Trump values people over pollsters, voters over bureaucrats, and workers over journalists. His Supreme Court appointments and the opposition they raised showed he values the nation’s institutions more highly than the Democrats, who want to change them to suit their own ideological ends.
Sure, he does not have the grace or character of Menzies or Ronald Reagan, but he has the same connection to the silent majority in the places that matter. To that extent, rather than rail against him and offer four years of fevered resistance, the political left would have done better to learn pertinent lessons from his 2016 win. They did not learn a thing.
Biden was an appalling candidate, cowering from public view, hiding his policies and yelling at people to expunge the President.
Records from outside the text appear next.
//! Sign-Up Response Validators

use crate::error::{ApiErrorResponse, Oauth2ErrorCode, SubErrorCode};
use crate::types::responses::{
    ChallengeTypeIssued, RequiredAttribute, SignUpContinueResponse, SignUpStartResponse,
};
use crate::validators::EndpointResult;

/// Validated outcome of `/signup/v1.0/start`.
#[derive(Clone, Debug)]
pub enum SignUpStartValidatedResponse {
    Success {
        continuation_token: String,
    },
    /// One or more submitted attributes failed server-side validation.
    AttributeValidationFailed {
        error: ApiErrorResponse,
        invalid_attributes: Vec<String>,
    },
    Redirect,
    Error(ApiErrorResponse),
    UnexpectedError(Option<ApiErrorResponse>),
}

pub fn validate_start(
    result: EndpointResult<SignUpStartResponse>,
) -> SignUpStartValidatedResponse {
    match result {
        Ok(body) => {
            if body.challenge_type == Some(ChallengeTypeIssued::Redirect) {
                return SignUpStartValidatedResponse::Redirect;
            }
            match body.continuation_token {
                Some(continuation_token) => {
                    SignUpStartValidatedResponse::Success { continuation_token }
                }
                None => SignUpStartValidatedResponse::UnexpectedError(None),
            }
        }
        Err(error) => {
            if is_attribute_validation_failure(&error) {
                let invalid_attributes = error.invalid_attribute_names();
                if invalid_attributes.is_empty() {
                    return SignUpStartValidatedResponse::UnexpectedError(Some(error));
                }
                return SignUpStartValidatedResponse::AttributeValidationFailed {
                    error,
                    invalid_attributes,
                };
            }
            SignUpStartValidatedResponse::Error(error)
        }
    }
}

/// Validated outcome of `/signup/v1.0/continue`.
#[derive(Clone, Debug)]
pub enum SignUpContinueValidatedResponse {
    /// The submitted input was accepted. A continuation token is present
    /// unless this was the final step of the flow.
    Success {
        continuation_token: Option<String>,
    },
    /// The submitted code or password was rejected; the flow state stays
    /// usable for another attempt.
    InvalidUserInput(ApiErrorResponse),
    /// The server wants a fresh credential proof before continuing; the
    /// controller re-enters the challenge step.
    CredentialRequired {
        continuation_token: String,
        error: ApiErrorResponse,
    },
    /// The server needs more profile attributes before the account can be
    /// created.
    AttributesRequired {
        continuation_token: String,
        required_attributes: Vec<RequiredAttribute>,
        error: ApiErrorResponse,
    },
    AttributeValidationFailed {
        error: ApiErrorResponse,
        invalid_attributes: Vec<String>,
    },
    Error(ApiErrorResponse),
    UnexpectedError(Option<ApiErrorResponse>),
}

pub fn validate_continue(
    result: EndpointResult<SignUpContinueResponse>,
) -> SignUpContinueValidatedResponse {
    let error = match result {
        Ok(body) => {
            return SignUpContinueValidatedResponse::Success {
                continuation_token: body.continuation_token,
            }
        }
        Err(error) => error,
    };

    if is_attribute_validation_failure(&error) {
        let invalid_attributes = error.invalid_attribute_names();
        if invalid_attributes.is_empty() {
            return SignUpContinueValidatedResponse::UnexpectedError(Some(error));
        }
        return SignUpContinueValidatedResponse::AttributeValidationFailed {
            error,
            invalid_attributes,
        };
    }

    match error.error {
        Oauth2ErrorCode::CredentialRequired => match error.continuation_token.clone() {
            Some(continuation_token) => SignUpContinueValidatedResponse::CredentialRequired {
                continuation_token,
                error,
            },
            None => SignUpContinueValidatedResponse::UnexpectedError(Some(error)),
        },
        Oauth2ErrorCode::AttributesRequired => {
            match (
                error.continuation_token.clone(),
                error.required_attributes.clone(),
            ) {
                (Some(continuation_token), Some(required_attributes))
                    if !required_attributes.is_empty() =>
                {
                    SignUpContinueValidatedResponse::AttributesRequired {
                        continuation_token,
                        required_attributes,
                        error,
                    }
                }
                _ => SignUpContinueValidatedResponse::UnexpectedError(Some(error)),
            }
        }
        // A flow already past its verification step cannot be asked to verify
        // again; treat it as a broken response.
        Oauth2ErrorCode::VerificationRequired => {
            SignUpContinueValidatedResponse::UnexpectedError(Some(error))
        }
        Oauth2ErrorCode::InvalidOobValue => SignUpContinueValidatedResponse::InvalidUserInput(error),
        Oauth2ErrorCode::PasswordTooWeak
        | Oauth2ErrorCode::PasswordTooShort
        | Oauth2ErrorCode::PasswordTooLong
        | Oauth2ErrorCode::PasswordRecentlyUsed
        | Oauth2ErrorCode::PasswordBanned => SignUpContinueValidatedResponse::InvalidUserInput(error),
        Oauth2ErrorCode::InvalidGrant => {
            let refines_input = matches!(
                error.suberror,
                Some(SubErrorCode::InvalidOobValue)
            ) || error.suberror.map(|s| s.is_password_error()).unwrap_or(false);
            if refines_input {
                SignUpContinueValidatedResponse::InvalidUserInput(error)
            } else {
                SignUpContinueValidatedResponse::Error(error)
            }
        }
        _ => SignUpContinueValidatedResponse::Error(error),
    }
}

fn is_attribute_validation_failure(error: &ApiErrorResponse) -> bool {
    error.error == Oauth2ErrorCode::AttributeValidationFailed
        || error.suberror == Some(SubErrorCode::AttributeValidationFailed)
}

#[cfg(test)]
mod tests {
    use super::*;

    fn api_error(json: serde_json::Value) -> ApiErrorResponse {
        serde_json::from_value(json).unwrap()
    }

    #[test]
    fn test_start_success() {
        let body: SignUpStartResponse =
            serde_json::from_value(serde_json::json!({"continuation_token": "ct-1"})).unwrap();
        assert!(matches!(
            validate_start(Ok(body)),
            SignUpStartValidatedResponse::Success { continuation_token } if continuation_token == "ct-1"
        ));
    }

    #[test]
    fn test_start_redirect() {
        let body: SignUpStartResponse =
            serde_json::from_value(serde_json::json!({"challenge_type": "redirect"})).unwrap();
        assert!(matches!(
            validate_start(Ok(body)),
            SignUpStartValidatedResponse::Redirect
        ));
    }

    #[test]
    fn test_start_missing_token_is_unexpected() {
        let body: SignUpStartResponse = serde_json::from_value(serde_json::json!({})).unwrap();
        assert!(matches!(
            validate_start(Ok(body)),
            SignUpStartValidatedResponse::UnexpectedError(None)
        ));
    }

    #[test]
    fn test_start_attribute_validation_failed() {
        let validated = validate_start(Err(api_error(serde_json::json!({
            "error": "attribute_validation_failed",
            "invalid_attributes": [{"name": "city"}, {"name": "last_name"}]
        }))));
        match validated {
            SignUpStartValidatedResponse::AttributeValidationFailed {
                invalid_attributes, ..
            } => assert_eq!(invalid_attributes, vec!["city", "last_name"]),
            other => panic!("expected AttributeValidationFailed, got {other:?}"),
        }
    }

    #[test]
    fn test_start_attribute_validation_without_list_is_unexpected() {
        let validated = validate_start(Err(api_error(
            serde_json::json!({"error": "attribute_validation_failed"}),
        )));
        assert!(matches!(
            validated,
            SignUpStartValidatedResponse::UnexpectedError(Some(_))
        ));
    }

    #[test]
    fn test_continue_final_step_success_without_token() {
        let body: SignUpContinueResponse = serde_json::from_value(serde_json::json!({})).unwrap();
        assert!(matches!(
            validate_continue(Ok(body)),
            SignUpContinueValidatedResponse::Success {
                continuation_token: None
            }
        ));
    }

    #[test]
    fn test_continue_invalid_oob() {
        let validated = validate_continue(Err(api_error(serde_json::json!({
            "error": "invalid_grant",
            "suberror": "invalid_oob_value"
        }))));
        assert!(matches!(
            validated,
            SignUpContinueValidatedResponse::InvalidUserInput(_)
        ));
    }

    #[test]
    fn test_continue_credential_required() {
        let validated = validate_continue(Err(api_error(serde_json::json!({
            "error": "credential_required",
            "continuation_token": "ct-5"
        }))));
        assert!(matches!(
            validated,
            SignUpContinueValidatedResponse::CredentialRequired { continuation_token, .. }
                if continuation_token == "ct-5"
        ));
    }

    #[test]
    fn test_continue_credential_required_without_token_is_unexpected() {
        let validated = validate_continue(Err(api_error(
            serde_json::json!({"error": "credential_required"}),
        )));
        assert!(matches!(
            validated,
            SignUpContinueValidatedResponse::UnexpectedError(Some(_))
        ));
    }

    #[test]
    fn test_continue_attributes_required() {
        let validated = validate_continue(Err(api_error(serde_json::json!({
            "error": "attributes_required",
            "continuation_token": "ct-6",
            "required_attributes": [{"name": "last_name", "type": "string", "required": true}]
        }))));
        match validated {
            SignUpContinueValidatedResponse::AttributesRequired {
                continuation_token,
                required_attributes,
                ..
            } => {
                assert_eq!(continuation_token, "ct-6");
                assert_eq!(required_attributes[0].name, "last_name");
            }
            other => panic!("expected AttributesRequired, got {other:?}"),
        }
    }

    #[test]
    fn test_continue_verification_required_is_unexpected() {
        let validated = validate_continue(Err(api_error(
            serde_json::json!({"error": "verification_required"}),
        )));
        assert!(matches!(
            validated,
            SignUpContinueValidatedResponse::UnexpectedError(Some(_))
        ));
    }

    #[test]
    fn test_continue_password_policy_failure_is_invalid_input() {
        let validated = validate_continue(Err(api_error(serde_json::json!({
            "error": "invalid_grant",
            "suberror": "password_too_weak"
        }))));
        assert!(matches!(
            validated,
            SignUpContinueValidatedResponse::InvalidUserInput(_)
        ));
    }
}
A young and centrist candidate, focused on the same aspirations — jobs, law and order, secure borders — would have swamped Trump, the abrasive disrupter.
As it is, Trump has proved his point convincingly, even if somehow, through court challenges and post-election-day counting, Biden snatches what would be a controversial win. If Trump does take up his second term, I am just optimistic enough to think he could dial down his rhetoric and seek to be more unifying, given he will no longer be permanently in campaign mode.
We might hope also the Democrats look at their own performance rather than fuel protests and grievances in order to try to delegitimise a president.
Maybe even the media, in the US and in Australia, will find a way to reconnect journalists to those they serve. Because the real divide in US and Australian politics is not between left and right, black and white, male and female, or native-born and immigrant, it is between the so-called political/media elites and the great mainstream.